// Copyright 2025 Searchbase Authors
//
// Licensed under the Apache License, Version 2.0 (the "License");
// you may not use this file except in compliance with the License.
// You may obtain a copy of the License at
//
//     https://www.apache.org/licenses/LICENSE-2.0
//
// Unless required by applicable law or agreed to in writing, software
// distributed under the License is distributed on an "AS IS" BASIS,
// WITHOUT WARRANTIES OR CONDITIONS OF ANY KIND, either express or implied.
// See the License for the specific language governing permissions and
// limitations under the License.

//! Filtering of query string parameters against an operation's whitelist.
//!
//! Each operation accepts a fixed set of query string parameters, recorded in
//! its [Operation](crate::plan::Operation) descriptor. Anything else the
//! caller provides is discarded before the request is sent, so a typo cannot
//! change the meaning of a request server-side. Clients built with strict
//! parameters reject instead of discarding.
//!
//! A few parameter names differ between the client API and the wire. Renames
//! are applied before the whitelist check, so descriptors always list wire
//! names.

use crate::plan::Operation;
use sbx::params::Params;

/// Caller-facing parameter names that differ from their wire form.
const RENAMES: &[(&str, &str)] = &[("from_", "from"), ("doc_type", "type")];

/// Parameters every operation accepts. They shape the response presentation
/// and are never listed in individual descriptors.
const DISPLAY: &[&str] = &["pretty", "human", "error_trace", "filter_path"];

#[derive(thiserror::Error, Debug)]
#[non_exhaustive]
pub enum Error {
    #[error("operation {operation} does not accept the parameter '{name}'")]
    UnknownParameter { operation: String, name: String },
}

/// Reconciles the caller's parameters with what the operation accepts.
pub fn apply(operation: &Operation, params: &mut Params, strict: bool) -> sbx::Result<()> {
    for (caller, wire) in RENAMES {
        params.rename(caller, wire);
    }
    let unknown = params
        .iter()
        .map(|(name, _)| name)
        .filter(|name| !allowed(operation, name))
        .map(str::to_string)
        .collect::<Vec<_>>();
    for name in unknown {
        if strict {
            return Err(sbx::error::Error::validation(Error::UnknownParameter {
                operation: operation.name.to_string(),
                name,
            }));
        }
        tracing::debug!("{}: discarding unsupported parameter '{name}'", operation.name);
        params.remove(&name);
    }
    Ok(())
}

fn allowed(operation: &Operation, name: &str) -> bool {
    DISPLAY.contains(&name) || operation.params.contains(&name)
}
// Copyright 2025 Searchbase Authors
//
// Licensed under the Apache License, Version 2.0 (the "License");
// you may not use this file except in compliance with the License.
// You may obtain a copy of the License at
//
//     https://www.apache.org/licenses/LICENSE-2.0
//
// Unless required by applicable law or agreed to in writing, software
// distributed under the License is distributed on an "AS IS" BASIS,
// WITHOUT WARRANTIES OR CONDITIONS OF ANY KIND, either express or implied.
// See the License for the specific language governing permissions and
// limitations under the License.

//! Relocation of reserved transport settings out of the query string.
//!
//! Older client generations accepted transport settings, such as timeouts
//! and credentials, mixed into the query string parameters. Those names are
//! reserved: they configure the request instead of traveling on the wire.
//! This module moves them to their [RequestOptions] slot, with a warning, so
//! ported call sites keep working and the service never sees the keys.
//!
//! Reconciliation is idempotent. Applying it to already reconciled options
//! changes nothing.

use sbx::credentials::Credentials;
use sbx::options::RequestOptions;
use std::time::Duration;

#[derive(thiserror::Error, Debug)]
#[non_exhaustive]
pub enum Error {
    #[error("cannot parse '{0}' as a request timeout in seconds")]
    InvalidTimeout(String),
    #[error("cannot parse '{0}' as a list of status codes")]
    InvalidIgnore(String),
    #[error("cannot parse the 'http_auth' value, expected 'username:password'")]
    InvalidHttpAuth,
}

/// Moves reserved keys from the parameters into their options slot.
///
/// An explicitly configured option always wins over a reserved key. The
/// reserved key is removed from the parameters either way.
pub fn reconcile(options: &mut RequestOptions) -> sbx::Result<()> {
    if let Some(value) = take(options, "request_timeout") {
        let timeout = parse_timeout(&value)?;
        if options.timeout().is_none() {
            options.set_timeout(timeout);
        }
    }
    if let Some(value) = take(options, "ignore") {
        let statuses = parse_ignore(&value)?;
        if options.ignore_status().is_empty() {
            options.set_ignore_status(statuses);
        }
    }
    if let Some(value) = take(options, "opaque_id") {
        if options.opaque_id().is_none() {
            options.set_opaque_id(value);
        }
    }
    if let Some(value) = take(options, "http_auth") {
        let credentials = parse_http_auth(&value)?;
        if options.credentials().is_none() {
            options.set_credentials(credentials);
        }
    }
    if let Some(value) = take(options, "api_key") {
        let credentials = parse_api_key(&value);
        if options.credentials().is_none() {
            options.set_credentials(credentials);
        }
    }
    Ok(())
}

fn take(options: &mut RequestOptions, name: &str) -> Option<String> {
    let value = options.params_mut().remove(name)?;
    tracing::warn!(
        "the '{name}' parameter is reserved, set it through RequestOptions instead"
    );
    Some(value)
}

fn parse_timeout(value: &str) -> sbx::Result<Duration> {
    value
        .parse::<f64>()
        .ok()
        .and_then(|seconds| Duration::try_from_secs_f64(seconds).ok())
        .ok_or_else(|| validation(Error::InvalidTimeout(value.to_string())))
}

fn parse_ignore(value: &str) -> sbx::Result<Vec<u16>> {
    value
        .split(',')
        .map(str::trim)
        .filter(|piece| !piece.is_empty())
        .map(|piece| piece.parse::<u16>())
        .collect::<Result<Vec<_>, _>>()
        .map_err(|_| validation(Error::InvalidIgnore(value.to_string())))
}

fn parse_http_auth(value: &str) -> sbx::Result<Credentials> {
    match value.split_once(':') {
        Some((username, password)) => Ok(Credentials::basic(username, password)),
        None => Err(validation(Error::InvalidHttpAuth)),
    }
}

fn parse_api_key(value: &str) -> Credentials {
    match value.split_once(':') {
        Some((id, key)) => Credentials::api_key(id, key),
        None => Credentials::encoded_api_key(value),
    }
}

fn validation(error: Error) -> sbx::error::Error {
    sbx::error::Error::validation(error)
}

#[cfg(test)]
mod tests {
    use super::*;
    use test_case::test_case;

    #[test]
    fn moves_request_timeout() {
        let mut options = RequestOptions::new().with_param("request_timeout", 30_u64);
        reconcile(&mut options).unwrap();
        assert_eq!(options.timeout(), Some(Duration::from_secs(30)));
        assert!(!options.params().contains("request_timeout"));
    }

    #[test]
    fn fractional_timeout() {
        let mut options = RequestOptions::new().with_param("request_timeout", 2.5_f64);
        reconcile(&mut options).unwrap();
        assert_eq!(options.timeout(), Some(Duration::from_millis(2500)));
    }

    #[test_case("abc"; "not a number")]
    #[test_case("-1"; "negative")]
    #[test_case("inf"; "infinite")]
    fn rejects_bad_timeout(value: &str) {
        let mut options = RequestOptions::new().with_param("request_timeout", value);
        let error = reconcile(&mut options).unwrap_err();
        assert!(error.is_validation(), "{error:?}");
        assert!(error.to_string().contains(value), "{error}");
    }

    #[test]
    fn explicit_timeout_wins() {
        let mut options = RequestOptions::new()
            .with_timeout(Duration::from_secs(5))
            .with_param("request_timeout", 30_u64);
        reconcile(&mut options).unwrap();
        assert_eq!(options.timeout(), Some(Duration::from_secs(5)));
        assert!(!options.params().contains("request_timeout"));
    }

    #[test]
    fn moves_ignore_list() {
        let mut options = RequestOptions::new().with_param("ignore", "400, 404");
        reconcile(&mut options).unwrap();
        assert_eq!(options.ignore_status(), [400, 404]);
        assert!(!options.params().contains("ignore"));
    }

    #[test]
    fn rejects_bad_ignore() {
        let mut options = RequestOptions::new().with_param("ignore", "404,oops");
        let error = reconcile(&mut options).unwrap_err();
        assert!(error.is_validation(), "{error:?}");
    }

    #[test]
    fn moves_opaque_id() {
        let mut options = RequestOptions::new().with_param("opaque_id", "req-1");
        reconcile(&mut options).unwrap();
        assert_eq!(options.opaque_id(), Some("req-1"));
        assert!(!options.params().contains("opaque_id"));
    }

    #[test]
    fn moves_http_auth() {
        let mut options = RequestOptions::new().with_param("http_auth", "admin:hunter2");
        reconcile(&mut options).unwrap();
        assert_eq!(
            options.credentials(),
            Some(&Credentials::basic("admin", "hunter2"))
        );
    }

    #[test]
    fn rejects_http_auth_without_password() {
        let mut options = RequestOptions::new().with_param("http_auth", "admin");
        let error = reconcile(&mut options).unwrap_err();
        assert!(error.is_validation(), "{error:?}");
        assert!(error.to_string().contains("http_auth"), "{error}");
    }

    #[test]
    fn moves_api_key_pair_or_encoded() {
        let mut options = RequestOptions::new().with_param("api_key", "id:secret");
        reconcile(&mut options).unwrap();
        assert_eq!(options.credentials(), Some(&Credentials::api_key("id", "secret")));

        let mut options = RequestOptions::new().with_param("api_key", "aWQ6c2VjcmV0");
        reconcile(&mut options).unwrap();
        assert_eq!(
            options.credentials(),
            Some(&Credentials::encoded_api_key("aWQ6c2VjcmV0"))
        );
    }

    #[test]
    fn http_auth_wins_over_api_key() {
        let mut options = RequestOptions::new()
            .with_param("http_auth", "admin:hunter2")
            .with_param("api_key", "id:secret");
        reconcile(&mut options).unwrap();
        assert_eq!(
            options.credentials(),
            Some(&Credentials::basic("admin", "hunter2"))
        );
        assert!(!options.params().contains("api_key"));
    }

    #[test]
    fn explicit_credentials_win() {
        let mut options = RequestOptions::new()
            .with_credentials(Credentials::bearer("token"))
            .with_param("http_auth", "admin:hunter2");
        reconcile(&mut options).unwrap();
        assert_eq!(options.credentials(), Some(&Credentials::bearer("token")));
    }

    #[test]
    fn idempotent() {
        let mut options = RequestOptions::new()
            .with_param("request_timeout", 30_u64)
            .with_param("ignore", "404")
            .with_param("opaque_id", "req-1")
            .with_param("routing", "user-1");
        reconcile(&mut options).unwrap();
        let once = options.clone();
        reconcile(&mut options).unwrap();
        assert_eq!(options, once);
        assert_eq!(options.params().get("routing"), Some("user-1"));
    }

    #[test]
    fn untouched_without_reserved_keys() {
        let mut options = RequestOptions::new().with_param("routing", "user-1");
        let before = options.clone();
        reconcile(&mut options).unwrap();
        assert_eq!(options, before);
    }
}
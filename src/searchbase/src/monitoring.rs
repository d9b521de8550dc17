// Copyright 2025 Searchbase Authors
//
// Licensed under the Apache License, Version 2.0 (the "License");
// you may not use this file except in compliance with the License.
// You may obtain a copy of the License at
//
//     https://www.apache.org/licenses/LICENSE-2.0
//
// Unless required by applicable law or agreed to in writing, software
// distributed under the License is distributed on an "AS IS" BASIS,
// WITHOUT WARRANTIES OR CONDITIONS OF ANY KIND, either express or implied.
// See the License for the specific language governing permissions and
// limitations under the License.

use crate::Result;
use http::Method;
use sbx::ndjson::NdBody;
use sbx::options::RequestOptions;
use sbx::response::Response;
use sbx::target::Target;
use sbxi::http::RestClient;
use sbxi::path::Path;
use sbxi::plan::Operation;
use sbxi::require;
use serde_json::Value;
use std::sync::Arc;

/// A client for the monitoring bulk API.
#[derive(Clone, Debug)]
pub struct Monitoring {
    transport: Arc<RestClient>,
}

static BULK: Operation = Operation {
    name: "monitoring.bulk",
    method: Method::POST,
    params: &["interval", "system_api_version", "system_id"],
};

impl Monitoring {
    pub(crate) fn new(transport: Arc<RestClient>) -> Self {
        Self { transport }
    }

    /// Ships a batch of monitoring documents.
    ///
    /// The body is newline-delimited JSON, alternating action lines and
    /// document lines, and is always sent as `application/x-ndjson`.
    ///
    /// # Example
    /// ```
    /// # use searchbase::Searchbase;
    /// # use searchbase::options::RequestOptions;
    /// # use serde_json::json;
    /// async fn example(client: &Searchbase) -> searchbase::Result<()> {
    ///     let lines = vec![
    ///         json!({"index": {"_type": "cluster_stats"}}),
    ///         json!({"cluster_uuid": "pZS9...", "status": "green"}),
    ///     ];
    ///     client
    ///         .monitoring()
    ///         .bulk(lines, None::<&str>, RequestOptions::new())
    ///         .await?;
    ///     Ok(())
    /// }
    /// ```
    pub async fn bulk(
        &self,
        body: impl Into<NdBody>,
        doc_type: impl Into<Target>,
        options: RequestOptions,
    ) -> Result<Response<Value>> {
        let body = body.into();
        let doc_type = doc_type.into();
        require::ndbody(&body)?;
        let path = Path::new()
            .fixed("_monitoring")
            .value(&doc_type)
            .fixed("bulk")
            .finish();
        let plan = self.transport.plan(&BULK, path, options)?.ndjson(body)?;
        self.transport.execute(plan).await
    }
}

## [Action item]
Write out every line from the data above that includes "InvalidTimeout".

## [Answer to the exercise]
    InvalidTimeout(String),
        .ok_or_else(|| validation(Error::InvalidTimeout(value.to_string())))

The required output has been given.